Test: This is the test plan itself, so after the recovery plan has been executed successfully in an automated way, and we follow that up with a manual test we would use the following information.  A form that is signed after the test is best.  Some customers will not need a test form to sign but can sign the test history form.

  1. Exchange Test Plan Name: ______________________ Date: ________ Pass / Fail: ________
    1. Login with your normal account?
    2. Start Outlook Client with no errors?
    3. Access your mailbox via OWA with no errors?
    4. Address message successfully to:
      1. Partner in test
      2. Strangers not in your test or in your cache!
    5. Book meeting successfully with your partner?
    6. Look up phone number for someone?
    7. And so on

Build Plan – Infrastructure: this is the information to build out the plan and the infrastructure of it.

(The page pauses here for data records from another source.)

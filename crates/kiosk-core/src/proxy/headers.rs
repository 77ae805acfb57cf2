//! Header transformation for the proxy hop.
//!
//! Pure functions from one header map to another. Nothing is mutated in place
//! on a live request or response.

use axum::http::{header, HeaderMap, HeaderName, HeaderValue};

/// Transport-level headers invalidated by the extra hop.
pub const RELAY_BLOCKLIST: [HeaderName; 4] = [
    header::TRANSFER_ENCODING,
    header::CONNECTION,
    header::CONTENT_ENCODING,
    header::CONTENT_LENGTH,
];

/// Inbound headers the REST proxy passes on to the CMS.
pub const REST_FORWARD_ALLOWLIST: [HeaderName; 4] =
    [header::CONTENT_TYPE, header::AUTHORIZATION, header::ACCEPT, header::IF_NONE_MATCH];

pub const SOAP_ACTION: HeaderName = HeaderName::from_static("soapaction");

/// Upstream response headers minus [`RELAY_BLOCKLIST`], CORS stamp applied last.
pub fn relay_headers(upstream: &HeaderMap) -> HeaderMap {
    let mut relayed = HeaderMap::with_capacity(upstream.len() + 1);
    for (name, value) in upstream {
        if !RELAY_BLOCKLIST.contains(name) {
            relayed.append(name.clone(), value.clone());
        }
    }
    stamp_cors(relayed)
}

/// Copy every value of the allowlisted headers, nothing else.
pub fn forward_headers(inbound: &HeaderMap, allowlist: &[HeaderName]) -> HeaderMap {
    let mut forwarded = HeaderMap::with_capacity(allowlist.len());
    for name in allowlist {
        for value in inbound.get_all(name) {
            forwarded.append(name.clone(), value.clone());
        }
    }
    forwarded
}

/// Replace any upstream `Access-Control-Allow-Origin` with `*`.
pub fn stamp_cors(mut headers: HeaderMap) -> HeaderMap {
    headers.insert(header::ACCESS_CONTROL_ALLOW_ORIGIN, HeaderValue::from_static("*"));
    headers
}
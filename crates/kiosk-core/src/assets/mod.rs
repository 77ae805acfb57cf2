//! Bundled player assets.
//!
//! Everything under the asset root is served at `/player/pwa/`. The entry
//! document goes through [`BootstrapInjector`] on every request; unknown
//! sub-routes fall back to it so the player's client-side router can take
//! over.

pub mod guard;
pub mod inject;

use std::{
    io,
    path::{Path, PathBuf},
    sync::Arc,
};

use axum::{
    extract::{OriginalUri, State},
    handler::Handler,
    http::{header, StatusCode},
    middleware,
    response::{IntoResponse, Redirect, Response},
    routing::get,
    Router,
};
use kiosk_types::ProxyConfig;
use thiserror::Error;
use tower_http::services::ServeDir;

pub use inject::BootstrapInjector;

/// URL prefix the player is built for.
pub const BASE_ROUTE: &str = "/player/pwa";
pub const INDEX_FILE: &str = "index.html";
pub const SERVICE_WORKER_FILE: &str = "sw-pwa.js";

/// Where the player build lives and how it is mounted.
#[derive(Debug, Clone, PartialEq, Eq)]
pub struct AssetConfig {
    pub root: PathBuf,
    /// Mount point without trailing slash, e.g. `/player/pwa`
    pub base_route: String,
    pub index_file: String,
    pub service_worker: String,
}

impl AssetConfig {
    pub fn new(root: impl Into<PathBuf>) -> Self {
        Self {
            root: root.into(),
            base_route: BASE_ROUTE.to_string(),
            index_file: INDEX_FILE.to_string(),
            service_worker: SERVICE_WORKER_FILE.to_string(),
        }
    }

    pub fn index_path(&self) -> PathBuf {
        self.root.join(&self.index_file)
    }

    /// The mount point with its trailing slash, which is also the
    /// service-worker scope.
    pub fn scope(&self) -> String {
        format!("{}/", self.base_route)
    }
}

#[derive(Debug, Error)]
pub enum AssetError {
    #[error("Entry document not found: {}", path.display())]
    IndexMissing { path: PathBuf },

    #[error("Failed to read {}: {source}", path.display())]
    Read {
        path: PathBuf,
        #[source]
        source: io::Error,
    },
}

impl AssetError {
    fn from_io(path: &Path, source: io::Error) -> Self {
        match source.kind() {
            io::ErrorKind::NotFound => Self::IndexMissing { path: path.to_path_buf() },
            _ => Self::Read { path: path.to_path_buf(), source },
        }
    }
}

impl IntoResponse for AssetError {
    fn into_response(self) -> Response {
        let status = match self {
            Self::IndexMissing { .. } => StatusCode::NOT_FOUND,
            Self::Read { .. } => StatusCode::INTERNAL_SERVER_ERROR,
        };
        tracing::error!(status = status.as_u16(), "{}", self);
        (status, status.canonical_reason().unwrap_or_default()).into_response()
    }
}

#[derive(Clone)]
pub struct AssetState {
    pub config: Arc<AssetConfig>,
    pub injector: Arc<BootstrapInjector>,
}

impl AssetState {
    pub fn new(config: AssetConfig, proxy: &ProxyConfig) -> Self {
        Self { config: Arc::new(config), injector: Arc::new(BootstrapInjector::new(proxy)) }
    }
}

/// Router for the asset mount, to be mounted with `nest_service` at
/// [`AssetConfig::base_route`] so the prefix itself and its trailing-slash
/// form both reach the entry document.
///
/// Layer order: traversal guard, then the service-worker headers, then the
/// file service with the entry document as its fallback.
pub fn asset_router(state: AssetState) -> Router {
    let files = ServeDir::new(&state.config.root)
        .append_index_html_on_directories(false)
        .fallback(serve_index.with_state(state.clone()));

    Router::new()
        .route("/", get(serve_index))
        .route(&format!("/{}", state.config.index_file), get(serve_index))
        .fallback_service(files)
        .layer(middleware::from_fn_with_state(state.clone(), guard::asset_headers))
        .layer(middleware::from_fn(guard::reject_traversal))
        .with_state(state)
}

/// Entry document with the bootstrap script stamped in.
async fn serve_index(
    State(state): State<AssetState>,
    OriginalUri(uri): OriginalUri,
) -> Result<Response, AssetError> {
    if uri.path() == state.config.base_route {
        return Ok(Redirect::permanent(&state.config.scope()).into_response());
    }

    let path = state.config.index_path();
    let document = tokio::fs::read_to_string(&path)
        .await
        .map_err(|e| AssetError::from_io(&path, e))?;
    let body = state.injector.inject(&document).into_owned();

    tracing::debug!(
        path = %uri.path(),
        injected = state.injector.is_enabled(),
        "Serving entry document"
    );

    Ok((
        [
            (header::CONTENT_TYPE, "text/html; charset=utf-8"),
            (header::CACHE_CONTROL, "no-cache"),
        ],
        body,
    )
        .into_response())
}
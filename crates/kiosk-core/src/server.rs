//! Router composition and the running-server handle.

use std::{future::Future, io, net::SocketAddr, time::Duration};

use axum::{
    extract::DefaultBodyLimit,
    http::StatusCode,
    response::{IntoResponse, Redirect},
    routing::get,
    Router,
};
use kiosk_types::ProxyConfig;
use tokio::{net::TcpListener, sync::oneshot, task::JoinHandle};
use tower_http::trace::TraceLayer;

use crate::assets::{asset_router, AssetConfig, AssetState};
use crate::error::AppResult;
use crate::proxy::{build_proxy_router, middleware::cors_layer, ProxyState, UpstreamClient};

/// Largest request body a proxy route accepts.
pub const MAX_BODY_BYTES: usize = 50 * 1024 * 1024;

/// How long in-flight requests get to finish once shutdown starts.
pub const DRAIN_GRACE: Duration = Duration::from_secs(5);

/// Configuration for composing the server
#[derive(Debug, Clone)]
pub struct ServerStartConfig {
    pub assets: AssetConfig,
    pub proxy: ProxyConfig,
}

/// Compose the full HTTP surface: root redirect, the three proxy routes, the
/// player mount, and a 404 for everything else.
pub fn build_router(config: ServerStartConfig, upstream: UpstreamClient) -> Router {
    let assets = AssetState::new(config.assets, &config.proxy);
    let base_route = assets.config.base_route.clone();
    let scope = assets.config.scope();

    Router::new()
        .route("/", get(move || async move { Redirect::temporary(&scope) }))
        .merge(build_proxy_router(ProxyState { upstream }))
        .nest_service(&base_route, asset_router(assets))
        .fallback(not_found)
        .layer(DefaultBodyLimit::max(MAX_BODY_BYTES))
        .layer(TraceLayer::new_for_http())
        .layer(cors_layer())
}

async fn not_found() -> impl IntoResponse {
    (StatusCode::NOT_FOUND, "Not found")
}

/// A server running on its own task.
///
/// The embedding shell gets the bound address from [`ServerHandle::local_addr`]
/// and stops the server with [`ServerHandle::shutdown`].
pub struct ServerHandle {
    local_addr: SocketAddr,
    shutdown_tx: Option<oneshot::Sender<()>>,
    task: JoinHandle<io::Result<()>>,
}

impl ServerHandle {
    /// Start serving `router` on an already-bound listener.
    pub fn spawn(listener: TcpListener, router: Router) -> AppResult<Self> {
        let local_addr = listener.local_addr()?;
        let (shutdown_tx, shutdown_rx) = oneshot::channel::<()>();

        let task = tokio::spawn(async move {
            axum::serve(listener, router)
                .with_graceful_shutdown(async {
                    let _ = shutdown_rx.await;
                })
                .await
        });

        tracing::info!(addr = %local_addr, "Kiosk relay listening");
        Ok(Self { local_addr, shutdown_tx: Some(shutdown_tx), task })
    }

    pub fn local_addr(&self) -> SocketAddr {
        self.local_addr
    }

    /// Stop accepting connections, give in-flight requests [`DRAIN_GRACE`] to
    /// finish, then abort whatever is left.
    pub async fn shutdown(mut self) -> AppResult<()> {
        if let Some(tx) = self.shutdown_tx.take() {
            let _ = tx.send(());
        }

        let mut task = self.task;
        match tokio::time::timeout(DRAIN_GRACE, &mut task).await {
            Ok(joined) => flatten(joined),
            Err(_) => {
                tracing::warn!(
                    grace_secs = DRAIN_GRACE.as_secs(),
                    "In-flight requests did not drain in time, aborting"
                );
                task.abort();
                Ok(())
            },
        }
    }

    /// Serve until `signal` resolves, then shut down gracefully. Returns early
    /// if the server task itself stops.
    pub async fn run_until(mut self, signal: impl Future<Output = ()>) -> AppResult<()> {
        tokio::select! {
            joined = &mut self.task => return flatten(joined),
            () = signal => {},
        }
        self.shutdown().await
    }
}

fn flatten(joined: Result<io::Result<()>, tokio::task::JoinError>) -> AppResult<()> {
    match joined {
        Ok(result) => Ok(result?),
        Err(e) if e.is_cancelled() => Ok(()),
        Err(e) => Err(io::Error::other(e).into()),
    }
}
//! Query-string handling for the proxy routes.
//!
//! Parameters the player adds for the CMS (`serverKey`, `method`, `v`, ...) are
//! forwarded exactly as they arrived: same order, same encoding. Only the
//! routing parameters (`cms`, `path`) are decoded and removed.

use kiosk_types::ProxyError;

#[derive(Debug, Clone, PartialEq, Eq)]
struct QueryPair {
    name: String,
    value: String,
    raw: String,
}

/// Parsed query string of an inbound proxy request.
#[derive(Debug, Clone, Default, PartialEq, Eq)]
pub struct ProxyQuery {
    pairs: Vec<QueryPair>,
}

impl ProxyQuery {
    /// Parse a raw query string (without the leading `?`).
    pub fn parse(raw: Option<&str>) -> Self {
        let pairs = raw
            .unwrap_or_default()
            .split('&')
            .filter(|segment| !segment.is_empty())
            .map(|segment| {
                let (name, value) = url::form_urlencoded::parse(segment.as_bytes())
                    .next()
                    .map(|(k, v)| (k.into_owned(), v.into_owned()))
                    .unwrap_or_default();
                QueryPair { name, value, raw: segment.to_string() }
            })
            .collect();
        Self { pairs }
    }

    /// Decoded value of the first `name` parameter, if present and non-empty.
    pub fn get(&self, name: &str) -> Option<&str> {
        self.pairs
            .iter()
            .find(|pair| pair.name == name)
            .map(|pair| pair.value.as_str())
            .filter(|value| !value.is_empty())
    }

    /// Like [`get`](Self::get), but a missing value is a client error.
    pub fn require(&self, name: &str, message: &str) -> Result<&str, ProxyError> {
        self.get(name).ok_or_else(|| ProxyError::missing(message))
    }

    /// Raw segments of every parameter not in `excluded`, joined with `&`.
    pub fn passthrough(&self, excluded: &[&str]) -> String {
        self.pairs
            .iter()
            .filter(|pair| !excluded.contains(&pair.name.as_str()))
            .map(|pair| pair.raw.as_str())
            .collect::<Vec<_>>()
            .join("&")
    }
}

/// `{base}{path}` with `?{query}` appended when there is one.
pub fn build_target(base: &str, path: &str, query: &str) -> String {
    if query.is_empty() {
        format!("{base}{path}")
    } else {
        format!("{base}{path}?{query}")
    }
}
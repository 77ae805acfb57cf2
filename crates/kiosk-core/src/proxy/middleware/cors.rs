// CORS middleware
use std::time::Duration;

use axum::http::{header, HeaderName, Method};
use tower_http::cors::{Any, CorsLayer};

use crate::proxy::headers::SOAP_ACTION;

const X_REQUESTED_WITH: HeaderName = HeaderName::from_static("x-requested-with");

/// Preflight answers for the player's page scripts.
///
/// The player is served from this same origin, but the shell may also load it
/// from a file URL or a dev server, so any origin is accepted. No credentials.
pub fn cors_layer() -> CorsLayer {
    CorsLayer::new()
        .allow_origin(Any)
        .allow_methods([
            Method::GET,
            Method::POST,
            Method::PUT,
            Method::DELETE,
            Method::HEAD,
            Method::OPTIONS,
        ])
        .allow_headers([
            header::CONTENT_TYPE,
            header::AUTHORIZATION,
            X_REQUESTED_WITH,
            SOAP_ACTION,
            header::ACCEPT,
            header::IF_NONE_MATCH,
            header::RANGE,
        ])
        .expose_headers([header::CONTENT_RANGE, header::ACCEPT_RANGES, header::ETAG])
        .allow_credentials(false)
        .max_age(Duration::from_secs(86_400))
}
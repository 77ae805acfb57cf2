//! Media download proxy (`/file-proxy`), range-capable.

use axum::http::{header, HeaderMap, HeaderValue, Method};
use kiosk_types::{ProxyError, RouteKind};

use super::{BodyMode, InboundRequest, ProxyRoute};
use crate::proxy::upstream::UpstreamRequest;

#[derive(Debug, Default, Clone, Copy)]
pub struct FileRoute;

impl ProxyRoute for FileRoute {
    const KIND: RouteKind = RouteKind::FileDownload;
    const BODY: BodyMode = BodyMode::Streamed;

    fn prepare(&self, inbound: &InboundRequest) -> Result<UpstreamRequest, ProxyError> {
        let (Some(cms), Some(file)) = (inbound.query.get("cms"), inbound.query.get("url")) else {
            return Err(ProxyError::missing("Missing cms or url parameter"));
        };

        let mut headers = HeaderMap::new();
        if let Some(range) = inbound.headers.get(header::RANGE) {
            headers.insert(header::RANGE, range.clone());
        }
        // Byte ranges must address the stored file, not a compressed rendition.
        headers.insert(header::ACCEPT_ENCODING, HeaderValue::from_static("identity"));

        let method = if inbound.method == Method::HEAD { Method::HEAD } else { Method::GET };

        Ok(UpstreamRequest { method, url: format!("{cms}{file}"), headers, body: None })
    }
}
use clap::Parser;
use kiosk_types::ConfigLayer;
use std::path::PathBuf;

#[derive(Parser, Debug)]
#[command(
    name = "kiosk-relay",
    about = "Kiosk Relay - serves the signage player and proxies its CMS calls",
    version = env!("CARGO_PKG_VERSION"),
    author
)]
pub struct Cli {
    #[arg(short, long, env = "KIOSK_PORT", value_parser = clap::value_parser!(u16).range(1..))]
    pub port: Option<u16>,

    #[arg(long, env = "KIOSK_CMS_URL", help = "CMS base address, e.g. https://cms.example.org")]
    pub cms_url: Option<String>,

    #[arg(long, env = "KIOSK_CMS_KEY", help = "CMS server key")]
    pub cms_key: Option<String>,

    #[arg(long, env = "KIOSK_DISPLAY_NAME", help = "Name the display registers under")]
    pub display_name: Option<String>,

    #[arg(long, env = "KIOSK_DEV", help = "Development mode: verbose logs, ../pwa/dist assets")]
    pub dev: bool,

    #[arg(short, long, env = "KIOSK_CONFIG", help = "JSON config file")]
    pub config: Option<PathBuf>,

    #[arg(long, env = "KIOSK_PWA_DIR", help = "Root of the player build")]
    pub pwa_dir: Option<PathBuf>,

    #[arg(long, env = "KIOSK_SETTINGS", help = "Settings store written by the desktop shell")]
    pub settings: Option<PathBuf>,

    #[arg(short, long, env = "KIOSK_LOG_LEVEL", help = "Log filter, overrides RUST_LOG")]
    pub log_level: Option<String>,
}

impl Cli {
    /// The command line as the newest configuration layer.
    pub fn layer(&self) -> ConfigLayer {
        ConfigLayer {
            remote_server_address: self.cms_url.clone(),
            access_key: self.cms_key.clone(),
            display_name: self.display_name.clone(),
            inject_bootstrap: None,
            port: self.port,
            pwa_dir: self.pwa_dir.clone(),
        }
    }

    pub fn log_filter(&self) -> Option<String> {
        self.log_level.clone()
    }

    pub fn default_log_level(&self) -> &'static str {
        if self.dev {
            "debug"
        } else {
            "info"
        }
    }
}
//! Line-at-a-time integer calculator.
//!
//! A line is normalized, classified as an assignment, a bare number, a
//! variable lookup or an expression, and expressions go through a
//! shunting-yard parser into a postfix sequence evaluated over [`BigInt`].
//!
//! ```
//! use calc_interpreter::{Environment, Outcome, evaluate};
//! use num_bigint::BigInt;
//!
//! let mut env = Environment::new();
//! evaluate("a = 5", &mut env).unwrap();
//! assert_eq!(evaluate("a + -- 1", &mut env), Ok(Outcome::Value(BigInt::from(6))));
//! ```
//!
//! [`BigInt`]: num_bigint::BigInt

pub mod classify;
pub mod error;
pub mod eval;
pub mod lex;
pub mod parse;
pub mod system;

pub use error::{EvalError, Malformed};
pub use eval::{Config, Environment, Interpreter, Outcome, PowerMode, evaluate, evaluate_with};
pub use lex::{Lexer, normalize};
pub use parse::{Parser, Postfix};
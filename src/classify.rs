use num_bigint::BigInt;

use crate::{error::EvalError, lex::trim_ascii};

/// Shape of a normalized input line, decided before any tokenizing.
#[derive(Debug, Clone, PartialEq, Eq)]
pub enum Line<'de> {
    Blank,
    Assignment { name: &'de str, value: Rhs<'de> },
    Number(BigInt),
    Lookup(&'de str),
    Expression(&'de str),
}

/// Right-hand side of an assignment.
#[derive(Debug, Clone, PartialEq, Eq)]
pub enum Rhs<'de> {
    Number(BigInt),
    /// Looked up verbatim, sign included.
    Variable(&'de str),
}

pub fn is_identifier(word: &str) -> bool {
    !word.is_empty() && word.bytes().all(|b| b.is_ascii_alphabetic())
}

fn is_signed_integer(word: &str) -> bool {
    let digits = word.strip_prefix(['+', '-']).unwrap_or(word);
    !digits.is_empty() && digits.bytes().all(|b| b.is_ascii_digit())
}

fn is_bare_word(word: &str) -> bool {
    !word.is_empty() && word.bytes().all(|b| b.is_ascii_alphanumeric() || b == b'_')
}

impl<'de> Line<'de> {
    /// Classifies `line`, which must already be normalized. The first matching
    /// shape wins: assignment, bare number, bare word, expression.
    pub fn classify(line: &'de str) -> Result<Line<'de>, EvalError> {
        let line = trim_ascii(line);
        let classified = if line.is_empty() {
            Line::Blank
        } else if let Some((name, value)) = line.split_once('=') {
            Self::assignment(line, trim_ascii(name), trim_ascii(value))?
        } else if is_signed_integer(line) {
            match line.parse() {
                Ok(n) => Line::Number(n),
                Err(_) => Line::Expression(line),
            }
        } else if is_bare_word(line) {
            if !is_identifier(line) {
                return Err(EvalError::invalid_identifier(line));
            }
            Line::Lookup(line)
        } else {
            Line::Expression(line)
        };

        tracing::debug!(?classified, "classified line");
        Ok(classified)
    }

    fn assignment(line: &str, name: &'de str, value: &'de str) -> Result<Line<'de>, EvalError> {
        if !is_identifier(name) {
            return Err(EvalError::invalid_identifier(name));
        }

        let unsigned = value.strip_prefix(['+', '-']).unwrap_or(value);
        let unsigned = trim_ascii(unsigned);
        let shaped = is_identifier(unsigned)
            || (!unsigned.is_empty() && unsigned.bytes().all(|b| b.is_ascii_digit()));
        if !shaped {
            return Err(EvalError::InvalidAssignment {
                line: line.to_string(),
            });
        }

        let value = match value.parse() {
            Ok(n) => Rhs::Number(n),
            Err(_) => Rhs::Variable(value),
        };
        Ok(Line::Assignment { name, value })
    }
}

  1. Isolated VLAN – this is what will be used – if necessary – to pull resources into the test. Wiring, virtual switches etc. But remember, nothing in the test should be able to get out.
  2. Domain controller – in a lab group for example
  3. Desktops – in the plan or maybe a lab group?
  4. Exchange servers – there is often more of them then expected! All need to be replicated.
  5. Replication healthy?
  6. I suggest having a detailed todo list on this and make sure it is done smoothly.

Build Plan – VAO: this is where we use the previous information to build out the recovery.  Watch out for the order of operation and use all the test steps applicable.

Approval Section – when this test plan is a written document it should have a number of names on it – some for approval, but some for simple communications.  This document, when created and approved would be very handy to have in the recovery site.

  1. The approval would come from the application owner.
  2. Some other information would include:
    1. Network contact
    2. Virtualization / server / operations contact
    3. DR Team contact
    4. Application owner test representative contact

I hope that this helps?  It is for Exchange but it could be used for other software using the same outline.